### Assignment
Only a number is wanted here, namely how many lines of the data contain the string "resourceId".

### Data for processing
/// Build a candidate from one `videos.list` resource.
///
/// Returns `None` for resources without an id, or whose duration or age
/// falls outside the configured window.
pub fn parse_video(video: &Value, crawler: &CrawlerConfig, now: DateTime<Utc>) -> Option<CandidateItem> {
    let id = str_field(video, "id")?;
    let snippet = video.get("snippet").unwrap_or(&Value::Null);

    let duration = video
        .pointer("/contentDetails/duration")
        .and_then(Value::as_str)
        .and_then(parse_iso8601_duration)
        .unwrap_or(0);
    if duration < crawler.video_min_duration || duration > crawler.video_max_duration {
        tracing::debug!(video_id = %id, duration, "video outside duration window");
        return None;
    }

    let published_at = str_field(snippet, "publishedAt")
        .and_then(|s| DateTime::parse_from_rfc3339(&s).ok())
        .map(|d| d.with_timezone(&Utc));
    if let Some(published) = published_at {
        if published < now - Duration::days(crawler.published_within_days) {
            tracing::debug!(video_id = %id, "video older than publication window");
            return None;
        }
    }

    let mut item = CandidateItem::new(
        SourceType::Youtube,
        id.clone(),
        format!("https://www.youtube.com/watch?v={id}"),
        str_field(snippet, "title").unwrap_or_default(),
        MediaType::Video,
    );
    item.content_url = format!("https://www.youtube.com/embed/{id}");
    item.source_name = str_field(snippet, "channelTitle").unwrap_or_else(|| "YouTube".to_string());
    item.description = str_field(snippet, "description");
    item.thumbnail_url = snippet.get("thumbnails").and_then(best_thumbnail);
    item.duration_seconds = Some(duration);
    item.published_at = published_at;
    if let Some(stats) = video.get("statistics") {
        item.metadata.view_count = int_field(stats, "viewCount");
        item.metadata.like_count = int_field(stats, "likeCount");
    }
    Some(item)
}

/// Highest-resolution thumbnail URL available.
pub fn best_thumbnail(thumbnails: &Value) -> Option<String> {
    ["maxres", "standard", "high", "medium", "default"]
        .iter()
        .find_map(|quality| thumbnails.get(*quality).and_then(|t| str_field(t, "url")))
}

/// Seconds in an ISO 8601 duration such as `PT1H2M3S` or `P1DT30M`.
pub fn parse_iso8601_duration(s: &str) -> Option<i64> {
    let rest = s.trim().strip_prefix('P')?;
    let (date_part, time_part) = match rest.split_once('T') {
        Some((d, t)) => (d, t),
        None => (rest, ""),
    };

    let mut total = 0i64;
    for (part, units) in [
        (date_part, &[('W', 604_800i64), ('D', 86_400)][..]),
        (time_part, &[('H', 3_600i64), ('M', 60), ('S', 1)][..]),
    ] {
        let mut number = String::new();
        for c in part.chars() {
            if c.is_ascii_digit() || c == '.' {
                number.push(c);
                continue;
            }
            let factor = units.iter().find(|(u, _)| *u == c)?.1;
            let value: f64 = number.parse().ok()?;
            // the float cast saturates; the sum must not wrap
            total = total.checked_add((value * factor as f64) as i64)?;
            number.clear();
        }
        if !number.is_empty() {
            return None;
        }
    }
    Some(total)
}

#[cfg(test)]
mod tests {
    use super::*;
    use wiremock::matchers::{method, path, query_param};
    use wiremock::{Mock, MockServer, ResponseTemplate};

    fn video(id: &str, duration: &str, published: &str) -> Value {
        serde_json::json!({
            "id": id,
            "snippet": {
                "title": format!("Video {id}"),
                "description": "AMRs moving totes",
                "channelTitle": "Acme Robotics",
                "publishedAt": published,
                "thumbnails": {
                    "default": {"url": "https://i.ytimg.com/d.jpg"},
                    "high": {"url": "https://i.ytimg.com/h.jpg"}
                }
            },
            "contentDetails": {"duration": duration},
            "statistics": {"viewCount": "1200", "likeCount": "34"}
        })
    }

    #[test]
    fn durations() {
        assert_eq!(parse_iso8601_duration("PT15M33S"), Some(933));
        assert_eq!(parse_iso8601_duration("PT1H"), Some(3600));
        assert_eq!(parse_iso8601_duration("P1DT2M"), Some(86_520));
        assert_eq!(parse_iso8601_duration("P0D"), Some(0));
        assert_eq!(parse_iso8601_duration("15:33"), None);
        assert_eq!(parse_iso8601_duration("PT5X"), None);
        assert_eq!(parse_iso8601_duration("P99999999999999999999DT1S"), None);
        assert_eq!(parse_iso8601_duration("P99999999999999WT99999999999999H"), None);
        assert_eq!(parse_iso8601_duration("P99999999999999999999D"), Some(i64::MAX));
    }

    #[test]
    fn parses_video_resource() {
        let now = Utc::now();
        let published = (now - Duration::days(3)).to_rfc3339();
        let item = parse_video(&video("abc123", "PT2M", &published), &CrawlerConfig::default(), now)
            .unwrap();
        assert_eq!(item.external_id, "abc123");
        assert_eq!(item.source_url, "https://www.youtube.com/watch?v=abc123");
        assert_eq!(item.content_url, "https://www.youtube.com/embed/abc123");
        assert_eq!(item.thumbnail_url.as_deref(), Some("https://i.ytimg.com/h.jpg"));
        assert_eq!(item.duration_seconds, Some(120));
        assert_eq!(item.metadata.view_count, Some(1200));
        assert_eq!(item.metadata.like_count, Some(34));
        assert_eq!(item.source_name, "Acme Robotics");
        assert_eq!(item.media_type, MediaType::Video);
    }

    #[test]
    fn filters_duration_and_age() {
        let now = Utc::now();
        let fresh = (now - Duration::days(3)).to_rfc3339();
        let stale = (now - Duration::days(400)).to_rfc3339();
        let cfg = CrawlerConfig::default();
        assert!(parse_video(&video("a", "PT10S", &fresh), &cfg, now).is_none());
        assert!(parse_video(&video("b", "PT31M", &fresh), &cfg, now).is_none());
        assert!(parse_video(&video("c", "PT30S", &fresh), &cfg, now).is_some());
        assert!(parse_video(&video("d", "PT2M", &stale), &cfg, now).is_none());
    }

    #[tokio::test]
    async fn channel_crawl_end_to_end() {
        let server = MockServer::start().await;
        Mock::given(method("GET"))
            .and(path("/channels"))
            .and(query_param("id", "UC1"))
            .and(query_param("key", "yt-key"))
            .respond_with(ResponseTemplate::new(200).set_body_json(serde_json::json!({
                "items": [{"contentDetails": {"relatedPlaylists": {"uploads": "UU1"}}}]
            })))
            .mount(&server)
            .await;
        Mock::given(method("GET"))
            .and(path("/playlistItems"))
            .and(query_param("playlistId", "UU1"))
            .respond_with(ResponseTemplate::new(200).set_body_json(serde_json::json!({
                "items": [
                    {"snippet": {"resourceId": {"videoId": "v1"}}},
                    {"snippet": {"resourceId": {"videoId": "v2"}}}
                ]
            })))
            .mount(&server)
            .await;
        let published = (Utc::now() - Duration::days(1)).to_rfc3339();
        Mock::given(method("GET"))
            .and(path("/videos"))
            .and(query_param("id", "v1,v2"))
            .respond_with(ResponseTemplate::new(200).set_body_json(serde_json::json!({
                "items": [video("v1", "PT3M", &published), video("v2", "PT5S", &published)]
            })))
            .expect(1)
            .mount(&server)
            .await;

        let mut config = crate::config::parse_config("[db]\npath = \"g.sqlite\"\n[rate_limits]\nrequests_per_second = 1000.0\n").unwrap();
        config.sources.youtube.api_base = server.uri();
        config.sources.youtube.channels.push(YoutubeChannel {
            id: "UC1".into(),
            name: "Acme".into(),
            default_category: Some("industrial_automation".into()),
            default_tasks: vec!["palletizing".into()],
        });

        let adapter = YoutubeAdapter::new(&config, "yt-key".into()).unwrap();
        let items = adapter.produce().await.unwrap();
        assert_eq!(items.len(), 1);
        assert_eq!(items[0].external_id, "v1");
        assert_eq!(items[0].source_name, "Acme");
        assert_eq!(items[0].default_category.as_deref(), Some("industrial_automation"));
        assert_eq!(items[0].default_tasks, vec!["palletizing"]);
        assert_eq!(adapter.quota_used(), 3);
    }

    #[tokio::test]
    async fn search_stops_when_quota_is_spent() {
        let server = MockServer::start().await;
        Mock::given(method("GET"))
            .respond_with(ResponseTemplate::new(200).set_body_json(serde_json::json!({"items": []})))
            .expect(1)
            .mount(&server)
            .await;

        let mut config = crate::config::parse_config(
            "[db]\npath = \"g.sqlite\"\n[rate_limits]\nrequests_per_second = 1000.0\nyoutube_daily_quota = 150\n",
        )
        .unwrap();
        config.sources.youtube.api_base = server.uri();
        for q in ["robot arm", "agv"] {
            config.sources.youtube.search_queries.push(QuerySpec {
                query: q.into(),
                category: None,
                tasks: Vec::new(),
            });
        }
        let adapter = YoutubeAdapter::new(&config, "k".into()).unwrap();
        assert!(adapter.produce().await.unwrap().is_empty());
        assert_eq!(adapter.quota_used(), 100);
    }
}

### Your solution
2